The cries peculiar to a vixen, though more distinctive, are also more variable, and therefore less easily described or classified. In the early part of the year her voice may always be identified by its harsher tone, and towards midsummer she occasionally gives a curious whining howl, which is intended, I believe, to call her cubs together for some special purpose. This cry is very rarely heard. Again, at the same season, certain foxes have a curious trick of barking at even human intruders, a habit entirely foreign to their nature, one would think. Should you have occasion to frequent remote coombes and glades during the breeding season, sooner or later you are sure to hear the challenging yap-yap of some over-anxious mother, who takes this distinctly canine way of expressing her resentment at your invasion of her special domain. More than once, when walking amongst the furze-brakes by moonlight, I have been challenged thus by vixens, who, in one or two cases, have exhibited astonishing boldness, approaching under cover literally to within a few feet of me.
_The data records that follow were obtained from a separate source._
// src/reshape.rs
//
// Wide-to-long reshaping.
//
// Each aggregated value column becomes one row; the fields that generated the
// column are recovered through the schema's parse and attached as columns.
// The stratum field is split back into one column per stratification
// dimension. Rows are put in the canonical output order.

use std::cmp::Ordering;
use std::collections::HashMap;

use indexmap::IndexMap;
use serde::{Deserialize, Serialize};
use tracing::{debug, warn};

use crate::aggregate::{GroupKey, WideTable};
use crate::config::ResultsConfig;
use crate::error::Result;
use crate::schema::{ColumnSchema, Measure, MeasureGroup, STRATUM_FIELD};

/// Sort columns, most significant first. `random_seed` is appended when seeds
/// are disaggregated.
pub const OUTPUT_COLUMN_SORT_ORDER: [&str; 7] =
    ["age", "sex", "year", "risk", "cause", "measure", "input_draw"];

/// Standard column reported with the population measure.
pub const TOTAL_POPULATION_COLUMN: &str = "total_population";

/// Output name of a template field.
pub fn output_field_name(field: &str) -> String {
    let lower = field.to_lowercase();
    match lower.as_str() {
        "age_group" => "age".to_string(),
        "cause_of_death" => "cause".to_string(),
        _ => lower,
    }
}

/// One pivoted value.
#[derive(Debug, Clone, Copy, PartialEq)]
pub struct PivotRow<'a> {
    pub group: &'a GroupKey,
    pub key: &'a str,
    pub value: f64,
}

/// Stack every value column of `wide` into `(group, key, value)` rows.
pub fn pivot(wide: &WideTable) -> Vec<PivotRow<'_>> {
    wide.rows()
        .iter()
        .flat_map(|(group, values)| {
            values.iter().map(move |(key, value)| PivotRow {
                group,
                key: key.as_str(),
                value: *value,
            })
        })
        .collect()
}

/// Stack only the listed columns; columns absent from `wide` are skipped.
pub fn pivot_columns<'a>(wide: &'a WideTable, columns: &'a [String]) -> Vec<PivotRow<'a>> {
    let present: Vec<&String> = columns.iter().filter(|c| wide.has_column(c)).collect();
    wide.rows()
        .iter()
        .flat_map(|(group, values)| {
            present.iter().filter_map(move |key| {
                values.get(key.as_str()).map(|value| PivotRow {
                    group,
                    key: key.as_str(),
                    value: *value,
                })
            })
        })
        .collect()
}

/// One row of a long result table.
#[derive(Debug, Clone, PartialEq, Serialize, Deserialize)]
pub struct LongRow {
    pub input_draw: u64,
    pub scenario: String,
    #[serde(default, skip_serializing_if = "Option::is_none")]
    pub random_seed: Option<u64>,
    pub measure: String,
    /// Wide column this row came from.
    pub key: String,
    /// Parsed field columns (renamed, with the stratum split per dimension).
    #[serde(flatten)]
    pub fields: IndexMap<String, String>,
    pub value: f64,
}

impl LongRow {
    /// Value of an output column rendered as text, if the row has it.
    pub fn column(&self, name: &str) -> Option<String> {
        match name {
            "input_draw" => Some(self.input_draw.to_string()),
            "scenario" => Some(self.scenario.clone()),
            "random_seed" => self.random_seed.map(|s| s.to_string()),
            "measure" => Some(self.measure.clone()),
            "key" => Some(self.key.clone()),
            "value" => Some(self.value.to_string()),
            other => self.fields.get(other).cloned(),
        }
    }
}

/// Long table for one measure.
#[derive(Debug, Clone, PartialEq, Serialize, Deserialize)]
pub struct LongTable {
    pub measure: Measure,
    pub columns: Vec<String>,
    pub rows: Vec<LongRow>,
}

impl LongTable {
    pub fn len(&self) -> usize {
        self.rows.len()
    }

    pub fn is_empty(&self) -> bool {
        self.rows.is_empty()
    }

    /// Sum of `value` over rows matching every `(column, value)` filter.
    pub fn total(&self, filters: &[(&str, &str)]) -> f64 {
        self.rows
            .iter()
            .filter(|r| {
                filters
                    .iter()
                    .all(|(c, v)| r.column(c).as_deref() == Some(*v))
            })
            .map(|r| r.value)
            .sum()
    }
}

/// Reshape the columns of `measure` in `wide` into a sorted long table.
pub fn reshape(
    wide: &WideTable,
    schema: &ColumnSchema,
    config: &ResultsConfig,
    measure: Measure,
) -> Result<LongTable> {
    let codec = schema.codec(measure)?;
    let strata = config.stratum_index();

    let rows = match measure.group() {
        MeasureGroup::Population => {
            let mut columns = Vec::new();
            if schema
                .standard_columns()
                .iter()
                .any(|c| c == TOTAL_POPULATION_COLUMN)
            {
                columns.push(TOTAL_POPULATION_COLUMN.to_string());
            }
            columns.extend(codec.columns().iter().cloned());

            pivot_columns(wide, &columns)
                .into_iter()
                .map(|p| long_row(p, p.key.to_string(), IndexMap::new()))
                .collect::<Vec<_>>()
        }
        MeasureGroup::ByCause
        | MeasureGroup::StatePersonTime
        | MeasureGroup::TransitionCount
        | MeasureGroup::Births => pivot_columns(wide, codec.columns())
            .into_iter()
            .map(|p| -> Result<LongRow> {
                let parsed = schema.parse(p.key, measure)?;
                let fields = output_fields(&strata, parsed);
                Ok(long_row(p, measure.as_str().to_string(), fields))
            })
            .collect::<Result<Vec<_>>>()?,
    };

    if rows.is_empty() && !wide.is_empty() {
        warn!(%measure, "no columns of this measure in the aggregated output");
    }

    let mut table = LongTable {
        measure,
        columns: Vec::new(),
        rows,
    };
    sort_rows(&mut table, wide.is_disaggregated());
    debug!(%measure, rows = table.len(), "reshaped measure");
    Ok(table)
}

fn long_row(p: PivotRow<'_>, measure: String, fields: IndexMap<String, String>) -> LongRow {
    LongRow {
        input_draw: p.group.input_draw,
        scenario: p.group.scenario.clone(),
        random_seed: p.group.random_seed,
        measure,
        key: p.key.to_string(),
        fields,
        value: p.value,
    }
}

/// Rename parsed fields and expand the stratum into dimension columns.
fn output_fields(
    strata: &HashMap<String, Vec<(String, String)>>,
    parsed: IndexMap<String, String>,
) -> IndexMap<String, String> {
    let mut out = IndexMap::with_capacity(parsed.len());
    for (field, value) in parsed {
        if field == STRATUM_FIELD {
            if let Some(parts) = strata.get(&value) {
                for (dimension, category) in parts {
                    out.entry(dimension.to_lowercase())
                        .or_insert_with(|| category.to_lowercase());
                }
            }
        } else {
            out.insert(output_field_name(&field), value);
        }
    }
    out
}

/// Canonical ordering: the sort columns present in the table, then the other
/// field columns in first-seen order, then scenario and key.
fn sort_rows(table: &mut LongTable, disaggregated: bool) {
    let mut sort_order: Vec<&str> = OUTPUT_COLUMN_SORT_ORDER.to_vec();
    if disaggregated {
        sort_order.push("random_seed");
    }

    let mut others: Vec<String> = Vec::new();
    for row in &table.rows {
        for field in row.fields.keys() {
            if !sort_order.contains(&field.as_str()) && !others.contains(field) {
                others.push(field.clone());
            }
        }
    }
    let present: Vec<String> = sort_order
        .iter()
        .filter(|c| match **c {
            "measure" | "input_draw" => true,
            "random_seed" => disaggregated,
            name => table.rows.iter().any(|r| r.fields.contains_key(name)),
        })
        .map(|c| c.to_string())
        .collect();

    table.rows.sort_by(|a, b| {
        for column in present.iter().chain(others.iter()) {
            let ord = compare_column(a, b, column);
            if ord != Ordering::Equal {
                return ord;
            }
        }
        a.scenario.cmp(&b.scenario).then_with(|| a.key.cmp(&b.key))
    });

    let mut columns = present;
    columns.extend(others);
    columns.extend(["scenario", "key", "value"].map(String::from));
    table.columns = columns;
}

fn compare_column(a: &LongRow, b: &LongRow, column: &str) -> Ordering {
    match column {
        "input_draw" => a.input_draw.cmp(&b.input_draw),
        "random_seed" => a.random_seed.cmp(&b.random_seed),
        "measure" => a.measure.cmp(&b.measure),
        name => a.fields.get(name).cmp(&b.fields.get(name)),
    }
}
Lastly, most noteworthy and rarest of all a fox's vocal outpourings, there is the harsh, shuddering scream which once in a lifetime startles the summer camper or the trapper on his midnight round. This cry, if like anything at all, most closely resembles the indescribable haunting shriek of a horse in agony, and is beyond question the most unearthly wild sound ever heard upon our British hills. Its object remains a complete mystery. It is sometimes perhaps the plaint of a bereaved parent, but such cannot always be the case, for I have heard it given

again and again by a vixen whose litter certainly had not been tampered with. That it is an expression of distress of some sort can scarcely be doubted, however, by anybody who has heard it at close quarters.
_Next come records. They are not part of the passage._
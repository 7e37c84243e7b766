// src/observer.rs
//
// Observers turn a step's population snapshot into recorder amounts.
//
// An observer never stratifies on its own: it reads the stratum of each
// individual from the assignment the stratifier cached for the same step.

use tracing::trace;

use crate::error::{Error, Result};
use crate::population::{FieldValue, PopulationSnapshot};
use crate::recorder::MetricRecorder;
use crate::schema::Measure;
use crate::stratify::{Predicate, StratumAssignment};

/// Everything an observer may read during one step.
#[derive(Debug, Clone, Copy)]
pub struct StepContext<'a> {
    pub step: u64,
    /// Step length in years, used for person-time weights.
    pub step_size: f64,
    pub snapshot: &'a PopulationSnapshot,
    pub strata: &'a StratumAssignment,
}

pub trait Observer {
    fn name(&self) -> &str;

    fn observe(&mut self, ctx: &StepContext<'_>, recorder: &mut MetricRecorder) -> Result<()>;
}

/// Which recorder column family the observer writes to.
#[derive(Debug, Clone, PartialEq, Eq)]
pub enum Target {
    Measure(Measure),
    /// Unstratified standard column, e.g. `years_of_life_lost`.
    Standard(String),
}

/// Where a template field takes its value from.
#[derive(Debug, Clone, PartialEq, Eq)]
pub enum Binding {
    Column(String),
    Fixed(String),
}

/// Amount added per matching row.
#[derive(Debug, Clone, PartialEq, Eq)]
pub enum Weight {
    One,
    StepSize,
    Column(String),
}

/// Counts (or sums) matching rows into a measure's columns.
#[derive(Debug, Clone)]
pub struct CountingObserver {
    name: String,
    target: Target,
    bindings: Vec<(String, Binding)>,
    filters: Vec<(String, Predicate)>,
    weight: Weight,
}

impl CountingObserver {
    pub fn new(name: &str, target: Target) -> Self {
        Self {
            name: name.to_string(),
            target,
            bindings: Vec::new(),
            filters: Vec::new(),
            weight: Weight::One,
        }
    }

    /// Bind a template field to a snapshot column.
    pub fn bind(mut self, field: &str, column: &str) -> Self {
        self.bindings
            .push((field.to_string(), Binding::Column(column.to_string())));
        self
    }

    /// Bind a template field to a constant label.
    pub fn bind_fixed(mut self, field: &str, value: &str) -> Self {
        self.bindings
            .push((field.to_string(), Binding::Fixed(value.to_string())));
        self
    }

    /// Only rows whose `column` value satisfies `predicate` are counted.
    pub fn filter(mut self, column: &str, predicate: Predicate) -> Self {
        self.filters.push((column.to_string(), predicate));
        self
    }

    pub fn weight(mut self, weight: Weight) -> Self {
        self.weight = weight;
        self
    }

    pub fn target(&self) -> &Target {
        &self.target
    }

    fn required_by(&self) -> String {
        format!("observer '{}'", self.name)
    }
}

impl Observer for CountingObserver {
    fn name(&self) -> &str {
        &self.name
    }

    fn observe(&mut self, ctx: &StepContext<'_>, recorder: &mut MetricRecorder) -> Result<()> {
        let snapshot = ctx.snapshot;
        if snapshot.is_empty() {
            return Ok(());
        }
        let required_by = self.required_by();

        let filters = self
            .filters
            .iter()
            .map(|(column, predicate)| -> Result<_> {
                Ok((snapshot.require(column, &required_by)?, predicate))
            })
            .collect::<Result<Vec<_>>>()?;

        enum Resolved<'s> {
            Column(&'s [FieldValue]),
            Fixed(&'s str),
        }
        let bindings = self
            .bindings
            .iter()
            .map(|(field, binding)| -> Result<_> {
                let resolved = match binding {
                    Binding::Column(column) => {
                        Resolved::Column(snapshot.require(column, &required_by)?)
                    }
                    Binding::Fixed(value) => Resolved::Fixed(value.as_str()),
                };
                Ok((field.as_str(), resolved))
            })
            .collect::<Result<Vec<_>>>()?;

        let weights = match &self.weight {
            Weight::Column(column) => Some((column, snapshot.require(column, &required_by)?)),
            Weight::One | Weight::StepSize => None,
        };

        let mut counted = 0usize;
        for (row, id) in snapshot.ids().iter().enumerate() {
            if !filters.iter().all(|(values, p)| p.matches(&values[row])) {
                continue;
            }

            let stratum = ctx
                .strata
                .get(*id)
                .ok_or(Error::StratificationNotReady { step: ctx.step })?;

            let amount = match &weights {
                Some((column, values)) => values[row].as_f64().ok_or_else(|| {
                    Error::config(format!(
                        "weight column '{column}' holds non-numeric value '{}' for individual {id}",
                        values[row]
                    ))
                })?,
                None if self.weight == Weight::StepSize => ctx.step_size,
                None => 1.0,
            };

            match &self.target {
                Target::Measure(measure) => {
                    let fields: Vec<(&str, String)> = bindings
                        .iter()
                        .map(|(field, resolved)| {
                            let label = match resolved {
                                Resolved::Column(values) => values[row].label(),
                                Resolved::Fixed(v) => (*v).to_string(),
                            };
                            (*field, label)
                        })
                        .collect();
                    recorder.record(*measure, &fields, stratum, amount)?;
                }
                Target::Standard(column) => recorder.record_standard(column, amount)?,
            }
            counted += 1;
        }

        trace!(observer = %self.name, step = ctx.step, rows = counted, "observed");
        Ok(())
    }
}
I remember well a bad scare experienced by two jobbers who had been engaged to gather flint on a desolate tract of country near Axminster. They had pitched camp the first day in a lonely glade which, as some mischievous cronies had taken care to tell them, possessed a ghostly reputation. Like many of their type, they were extremely superstitious; also they were new to the moors, and unaccustomed to camping out. As night drew on, the loneliness of their surroundings, the moaning of the larches, the weird crying of nightbirds, and, above all, the tales they had heard, worked them up to such a pitch that they were ready for anything. An entertainment of the most sensational sort was in store for them. About midnight they were aroused from their first uneasy slumbers by a succession of screams too blood-curdling, as they were at once convinced, to proceed from any earthly throat. These dreadful sounds continued off and on throughout the remainder of the night, while the men, frozen with terror, lay shivering in their tent-or caravan, as it happened to be-nor did they dare to show a leg before daybreak. And when that at last brought relief, they instantly struck camp and abandoned the ill-omened spot, work, contract and all. There were fox-cubs in an earth hard-by, it transpired; and the ghastly cries must have been the protests of the mother-vixen, who quite misunderstood the character of the strangers. How baseless were her apprehensions, results proved. The men, however, maintain to this day that the sounds were supernatural, nor could they ever be brought to appreciate the humorous side of their experience.

That same glade, by the way, is a noted breedingplace. I cannot remember a season when it has failed to show cubs. Never more than one litter, though, for, like other preying beasts or birds, every adult fox appears to have its own particular haunt, over which it exercises undivided lordship until ousted by another, or destroyed. There, incidentally, when a mere boy, I first saw a fox bolt into a rabbit-net, and was not a little amazed at the

sight. It is not the least interesting thing about this very interesting animal that he will almost invariably bolt from a ferret, whereas in the same earth under similar conditions he will face a terrier for hours, and give a good account of himself. I suppose the reason is that, generally speaking, a terrier is only tried upon & hunted fox, while those dislodged by ferrets are usually fresh, and more often than not lying up in burrows where they have strictly no right to be.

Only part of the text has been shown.